Tokyo: Japan on Monday expanded the evacuation zone around its crippled nuclear plant because of high levels of accumulated radiation, as a strong aftershock rattled the area one month after a quake and tsunami sparked the worst nuclear crisis since Chernobyl.
A magnitude 7.1 tremor shook buildings in Tokyo and a wide swathe of eastern Japan on Monday evening, triggering a small tsunami alert. NHK state television said it caused the off-site power supply for two damaged reactors to shut down.
The US Geological Survey said the aftershock struck 38 km (24 miles) west of the city of Iwaki, at a depth of 13 km (8 miles).
Tokyo Electric Power Co (TEPCO), which operates the plant, said workers had stopped pouring cooling water on reactors No. 1, No. 2 and No. 3 at Fukushima.
Chief cabinet secretary Yukio Edano said villages and towns outside the 20 km (12 mile) evacuation zone that have had more accumulated radiation would be evacuated. Children, pregnant women, and hospitalized patients should stay out of some areas 20-30 km from the Fukushima nuclear complex, he added.
The decision to widen the evacuation band around the Fukushima plant was “based on data analysis of accumulated radiation exposure information”, Edano told a news conference.
“These new evacuation plans are meant to ensure safety against risks of living there for half a year or one year,” he said. There was no need to evacuate immediately, he added.
Japan had resisted extending the zone despite international concerns over radiation spreading from the six damaged reactors at Fukushima, which engineers are still struggling to bring under control after they were wrecked by the 15-metre tsunami.
Residents of one village, Iitate, which is 40 km from the Fukushima Daiichi plant, have been told to prepare for evacuation because of prolonged exposure to radiation, a local official told Reuters by phone. It has a population of 5,000.
The International Atomic Energy Agency (IAEA) has urged Japan to extend the zone and some countries, including the United States, have advised their citizens to stay 80 km away from the plant.
TEPCO president Masataka Shimizu visited the area on Monday for the first time the 11 March disaster. He had all but vanished from public view apart from a brief apology shortly after the crisis began and has spent some of the time since in hospital.
“I would like to deeply apologize again for causing physical and psychological hardships to people of Fukushima prefecture and near the nuclear plant,” said a grim-faced Shimizu.
Dressed in a blue work jacket, he bowed his head for a moment of silence with other TEPCO officials at 2:46 pm, exactly a month after the earthquake hit.
Fukushima Governor Yuhei Sato refused to meet Shimizu during his visit, but the TEPCO boss left a business card at the government office.
Sato has criticized the evacuation policy, saying residents in a 20-30 km radius were initially told to stay indoors and then advised to evacuate voluntarily.
Engineers at the damaged Daiichi plant north of Tokyo said they were no closer to restoring the plant’s cooling system which is critical if overheated fuel rods are to be cooled and the six reactors brought under control.
In a desperate move to cool highly radioactive fuel rods, operator Tokyo Electric Power Co (TEPCO) has pumped water onto reactors, some of which have experienced partial meltdown.
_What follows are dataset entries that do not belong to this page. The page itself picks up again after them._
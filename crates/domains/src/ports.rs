//! # Core Traits (Ports)
//!
//! Any adapter must implement these traits to be used by the services layer.
//! Every component receives its collaborators (store, clock, identity)
//! explicitly, never through a globally reachable singleton, so tests can
//! inject fakes.

use async_trait::async_trait;
use bytes::Bytes;
use chrono::{DateTime, Utc};
use serde_json::Value;
use tokio::sync::mpsc;

use crate::error::StoreError;
use crate::models::UserLocation;
use crate::paths::DbPath;

/// A live listener on one store path.
///
/// Deliveries are strictly ordered as received from the store; `None` means
/// the path does not exist. Dropping the subscription detaches the remote
/// listener. The store guarantees at most one live listener per path:
/// subscribing again to the same path ends the previous subscription
/// (`recv` returns `None`).
#[derive(Debug)]
pub struct Subscription {
    path: String,
    rx: mpsc::UnboundedReceiver<Option<Value>>,
}

impl Subscription {
    pub fn new(path: impl Into<String>, rx: mpsc::UnboundedReceiver<Option<Value>>) -> Self {
        Self { path: path.into(), rx }
    }

    /// Next raw delivery, or `None` once the listener is detached.
    pub async fn recv(&mut self) -> Option<Option<Value>> {
        self.rx.recv().await
    }

    pub fn path(&self) -> &str {
        &self.path
    }
}

/// Data access contract for the external push-based key/value tree.
///
/// `update` addresses nested fields by slash path relative to `path`
/// (e.g. `status/locked`).
#[cfg_attr(any(test, feature = "testing"), mockall::automock)]
#[async_trait]
pub trait Store: Send + Sync {
    async fn get(&self, path: &DbPath) -> std::result::Result<Option<Value>, StoreError>;
    async fn set(&self, path: &DbPath, value: Value) -> std::result::Result<(), StoreError>;
    async fn update(
        &self,
        path: &DbPath,
        changes: Vec<(String, Value)>,
    ) -> std::result::Result<(), StoreError>;
    async fn delete(&self, path: &DbPath) -> std::result::Result<(), StoreError>;

    /// Attach a live listener. Implementations must emit the current value
    /// immediately, then every change, and must detach any prior listener
    /// registered on the same path.
    fn subscribe(&self, path: &DbPath) -> Subscription;
}

/// Authorization state reported by the platform location services.
#[derive(Debug, Clone, Copy, PartialEq, Eq)]
pub enum AuthorizationState {
    NotDetermined,
    Denied,
    Restricted,
    AuthorizedForeground,
    AuthorizedAlways,
}

impl AuthorizationState {
    pub fn is_authorized(self) -> bool {
        matches!(self, Self::AuthorizedForeground | Self::AuthorizedAlways)
    }
}

/// A stream of location fixes. Ends when the provider stops updates or
/// authorization is revoked; it is never restarted implicitly.
#[derive(Debug)]
pub struct LocationUpdates {
    rx: mpsc::UnboundedReceiver<UserLocation>,
}

impl LocationUpdates {
    pub fn new(rx: mpsc::UnboundedReceiver<UserLocation>) -> Self {
        Self { rx }
    }

    pub async fn recv(&mut self) -> Option<UserLocation> {
        self.rx.recv().await
    }
}

/// Geolocation contract, implemented by a platform adapter.
#[cfg_attr(any(test, feature = "testing"), mockall::automock)]
pub trait LocationProvider: Send + Sync {
    fn authorization_state(&self) -> AuthorizationState;
    fn request_authorization(&self);
    fn start_updates(&self) -> LocationUpdates;
    fn stop_updates(&self);
}

/// Identity contract. Absence of a viewer id means unauthenticated.
#[cfg_attr(any(test, feature = "testing"), mockall::automock)]
pub trait IdentityProvider: Send + Sync {
    fn current_viewer_id(&self) -> Option<String>;
}

/// Wall clock, injected so state resolution is deterministic under test.
#[cfg_attr(any(test, feature = "testing"), mockall::automock)]
pub trait Clock: Send + Sync {
    fn now(&self) -> DateTime<Utc>;
}

/// The real clock.
#[derive(Debug, Clone, Copy, Default)]
pub struct SystemClock;

impl Clock for SystemClock {
    fn now(&self) -> DateTime<Utc> {
        Utc::now()
    }
}

/// Blob storage contract for media handled outside the realtime tree.
/// Upload/download byte mechanics live entirely behind this port.
#[cfg_attr(any(test, feature = "testing"), mockall::automock)]
#[async_trait]
pub trait MediaStore: Send + Sync {
    /// Stores raw bytes at `path` and returns the stored path.
    async fn upload(&self, data: Bytes, path: &str, content_type: &str)
        -> anyhow::Result<String>;

    /// Returns a fetchable URL for a stored path.
    async fn download_url(&self, path: &str) -> anyhow::Result<String>;
}
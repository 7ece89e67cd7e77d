//! Keyed, diffable view of the discovery collection.
//!
//! The store pushes the whole `bottles` tree on every change. Rather than
//! rebuilding downstream state each time, the discovery layer keeps the set
//! keyed by bottle id and diffs consecutive snapshots structurally, skipping
//! recomputation when nothing actually changed.

use std::collections::BTreeMap;

use domains::models::{AnnotationItem, Bottle};

/// The discovery set, keyed by bottle id.
pub type AnnotationMap = BTreeMap<String, AnnotationItem>;

/// Projects a raw collection snapshot into map annotations.
pub fn project(bottles: &BTreeMap<String, Bottle>) -> AnnotationMap {
    bottles
        .iter()
        .map(|(id, bottle)| {
            (
                id.clone(),
                AnnotationItem {
                    id: id.clone(),
                    owner_uid: Some(bottle.owner_uid.clone()),
                    latitude: bottle.location.lat,
                    longitude: bottle.location.lng,
                    status: bottle.status.clone(),
                    expires_at: bottle.expires_at,
                },
            )
        })
        .collect()
}

/// Structural difference between two consecutive snapshots.
#[derive(Debug, Default, PartialEq, Eq)]
pub struct Delta {
    pub added: Vec<String>,
    pub removed: Vec<String>,
    pub changed: Vec<String>,
}

impl Delta {
    pub fn is_empty(&self) -> bool {
        self.added.is_empty() && self.removed.is_empty() && self.changed.is_empty()
    }
}

pub fn diff(old: &AnnotationMap, new: &AnnotationMap) -> Delta {
    let mut delta = Delta::default();

    for (id, item) in new {
        match old.get(id) {
            None => delta.added.push(id.clone()),
            Some(previous) if previous != item => delta.changed.push(id.clone()),
            Some(_) => {}
        }
    }
    for id in old.keys() {
        if !new.contains_key(id) {
            delta.removed.push(id.clone());
        }
    }

    delta
}

#[cfg(test)]
mod tests {
    use super::*;
    use domains::models::BottleStatus;

    fn annotation(id: &str, latitude: f64) -> AnnotationItem {
        AnnotationItem {
            id: id.to_string(),
            owner_uid: Some("u1".into()),
            latitude,
            longitude: -73.5,
            status: BottleStatus {
                locked: true,
                dead: false,
                alive_until: f64::MAX,
                active_users_count: 0,
            },
            expires_at: None,
        }
    }

    fn map(items: &[AnnotationItem]) -> AnnotationMap {
        items.iter().map(|i| (i.id.clone(), i.clone())).collect()
    }

    #[test]
    fn identical_snapshots_produce_an_empty_delta() {
        let a = map(&[annotation("a", 45.0), annotation("b", 46.0)]);
        assert!(diff(&a, &a.clone()).is_empty());
    }

    #[test]
    fn add_remove_change_are_reported_separately() {
        let old = map(&[annotation("a", 45.0), annotation("b", 46.0)]);
        let new = map(&[annotation("b", 46.5), annotation("c", 47.0)]);

        let delta = diff(&old, &new);
        assert_eq!(delta.added, ["c"]);
        assert_eq!(delta.removed, ["a"]);
        assert_eq!(delta.changed, ["b"]);
    }
}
But the strategy has hindered moves to restore the plant’s internal cooling system, critical to end the crisis, as engineers have had to focus how to store 60,000 tonnes of contaminated water.
Engineers have been forced to pump low-level radioactive water, left by the tsunami, back into the sea in order to free up storage capacity for highly contaminated water from reactors.
China and South Korea have both criticized Japan for pumping radioactive water into the sea, with Seoul calling it incompetent, reflecting growing international unease over the month-long atomic disaster and the spread of radiation.
TEPCO hopes to stop pumping radioactive water into the ocean on Monday, days later than planned.
Engineers are also pumping nitrogen into reactors to counter a build-up of hydrogen and prevent another explosion sending more radiation into the air, but they say the risk of such a dramatic event has lowered significantly since 11 March.
The triple disaster is the worst to hit Japan since World War Two after a 9.0 magnitude earthquake and a huge tsunami battered its northeast coast, leaving nearly 28,000 dead or missing and rocking the world’s third-largest economy.
Concern at Japan’s inability contain its nuclear crisis is mounting with Prime Minister Kan’s ruling party suffering embarrassing losses in local elections on Sunday.
Voters vented their anger at the government’s handling of the nuclear and humanitarian crisis, with Kan’s ruling Democratic Party of Japan losing nearly 70 seats in local elections.
The unpopular Kan was already under pressure to step down before 11 March, but analysts say he is unlikely to be forced out during the crisis, set to drag on for months.
“The great disaster was a double tragedy for Japan. The first tragedy was the catastrophe caused by the earthquake, tsunami and the nuclear accident. The other misfortune was that the disaster resulted in prolonging Prime Minister Kan’s time in office,” Sankei newspaper said in an editorial on Monday.